The Wake Up Routine That Helps Your Child Sleep At Night

by | Aug 29, 2016 | Blog, Family, General Health, Kids Health, Kids Sleep Tips, Parenting, Toddler Sleep Tips

Jennifer Metter

Founder, Jenni June

Did you know that your child’s wake up and morning routine could go a long way in helping them sleep better at night?

Making a clear distinction between winding down for sleep and how they wake up aids their hormones in programming their internal body clock to become more regular and in alignment with their natural biological rhythms. It also makes the beginning and the end of your day as a family much more pleasant and productive, since your child’s sleep hormones will be on autopilot, signaling to your child’s brain and body in advance, making your job much easier with regards to your pre-­sleep routines and independent sleep onset later at night for them.
Here’s a routine I like to recommend to my clients with babies and toddlers:
First, it’s important that you, the parent, establish the “family wake up time”. If the child is allowed to lead this, you may be up before the roosters. We want to set this time to work with what is healthy and natural both for our bodies and for our children’s.

Research shows that when core body temperatures rise, melatonin dissipates and we begin producing wakefulness hormones. The optimal time is anywhere between 6am and 7am in the morning.

If your child’s sleep is currently poor at night, thus negatively affecting yours, then resisting the urge to sleep past 6-­‐7 AM and getting up instead to start your day may feel dreadful to you at first.
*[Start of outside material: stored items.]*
//! # Foundry Shared Library
//!
//! Types, persistence and domain logic shared by the Foundry API server.
//!
//! ## Module Organization
//!
//! - `auth`: Password hashing, access tokens, sessions, OAuth and role checks
//! - `db`: Connection pool and migrations
//! - `mail`: Outgoing email seam (password reset, verification)
//! - `models`: Database models and their queries
//! - `overlay`: Dev-mode overlay state (component registry, popover placement)

pub mod auth;
pub mod db;
pub mod mail;
pub mod models;
pub mod overlay;

/// Current version of the Foundry shared library
pub const VERSION: &str = env!("CARGO_PKG_VERSION");

#[cfg(test)]
mod tests {
    use super::*;

    #[test]
    fn test_version_is_set() {
        assert!(!VERSION.is_empty());
    }
}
Nevertheless, it is important to start somewhere, and if you feel beginning with night sleep habits is a harder place to begin to repair things, start at the beginning of the day, instead.

Go into your child and announce that it is morning and time for the family to get up and have a wonderful new day! I loved singing a fun cheery (often made-­‐up and goofy) wake up song to my own four kiddos. It put us all in a good mood to sing, laugh and smile as little feet hit the ground or the babies opened their eyes.

Now, this next piece of advice is what I believe to be an important change and keystone habit to set in place for families who were previously not “morning people”, and that is, while greeting and singing your morning wake up song to your child, place them on the changing table for a dry diaper and get those jammies off and get the dressed for the day right away. It helps signal to get in step with wakefulness hormones, making unwinding and putting jammies on at the end of the day an even stronger signal to the brain and body to start producing those powerful sleep hormones. (Here’s another tip: If clothes are laid out for the day in advance, it only takes about 3 minutes to get this accomplished.)

After that, take them immediately to the breakfast room, or where your baby sees the family take their meals, open the blinds or drapes, and provide the morning breastfeeding, bottle feeding, or solid food meal facing the window, where your child can eat while watching the early morning rising sun. Even just allowing the eye to see the faint blue hue of early dawn, can make huge improvements in fostering their circadian rhythms. This blue light only emanates from the early morning rising sun. When the eye catches this, it sends a signal to the brain to start producing more wake up hormones. This enhances the opposite effect, later at night, when you begin closing the drapes and gradually dimming the lights during your bedtime routine, signaling to the brain to start producing those powerful sleep hormones
(melatonin).

Now that your child has eaten and is dressed for the day, get them outside for what I like to call, “nature walk time”. Say good morning to the bugs, collect a few different shapes of leaves or chirp right alongside the birdies, and talk about what you will do that day. Twenty to thirty minutes together out in these safer, early morning rays of the sun will help your child receive the important benefits of vitamin D. This natural source is far more absorbable than a synthetic supplement. Vitamin D helps protect your child’s iron stores. If iron levels are low, it often negatively impacts sleep at night.

This simple 45 to 60 minute wake up routine helps ensure your child will sleep better that night, and it also allows working parents to give their little ones the first and best part of their day, before everyone is distracted or overtired, by keeping the children up too late to get this quality time in, when you get home.

So remember, great beginnings contribute to happy endings when it comes to sleep wellness for the entire family!